Management's plans, not those of an independent acquirer, are a company's operative reality. When a third-party buyer projected a higher growth rate for the target than did the target's management, the court determined that the appropriate input for the court's DCF calculation in an appraisal was the growth rate expected by the target's CEO and principal shareholder, not the buyer's expectation.180 Similarly, a company should be valued on its existing capital structure rather than on an optimal capital structure or the buyer's plans.181

Actions planned by existing management prior to a squeeze-out merger are part of operative reality. Although Delaware normally excludes actions planned by a third-party acquirer before it acquires control, there is an important exception. If control actually changes hands before a second-stage merger (a merger that squeezes out any minority shareholders whose shares were not acquired in an initial tender or exchange offer), the new control party's plans may be taken into account.
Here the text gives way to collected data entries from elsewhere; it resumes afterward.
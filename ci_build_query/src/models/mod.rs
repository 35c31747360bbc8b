//! Read models for builds and the entities hydrated onto them.

pub mod build;
pub mod build_command;
pub mod build_plan;
pub mod build_target;
pub mod buildable;
pub mod phid;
In the long-running Technicolor case, the Supreme Court ruled in 1996 that dissenting shareholders were entitled to benefit from changes being made or planned by a new management that had assumed control prior to the valuation date.182 The non-tendering shareholders were bought out in the second-stage merger at the same price that had been paid for the bulk of the shares in November 1982 pursuant to a friendly tender offer by MacAndrews & Forbes. By the time the squeeze-out merger was consummated in January 1983, MacAndrews & Forbes had taken operating control. The Supreme Court ruled that MacAndrews & Forbes's plan, which involved disposing of certain unprofitable operations and increasing profit margins, was the operative reality and that the projections based on that plan should be the basis for the valuation.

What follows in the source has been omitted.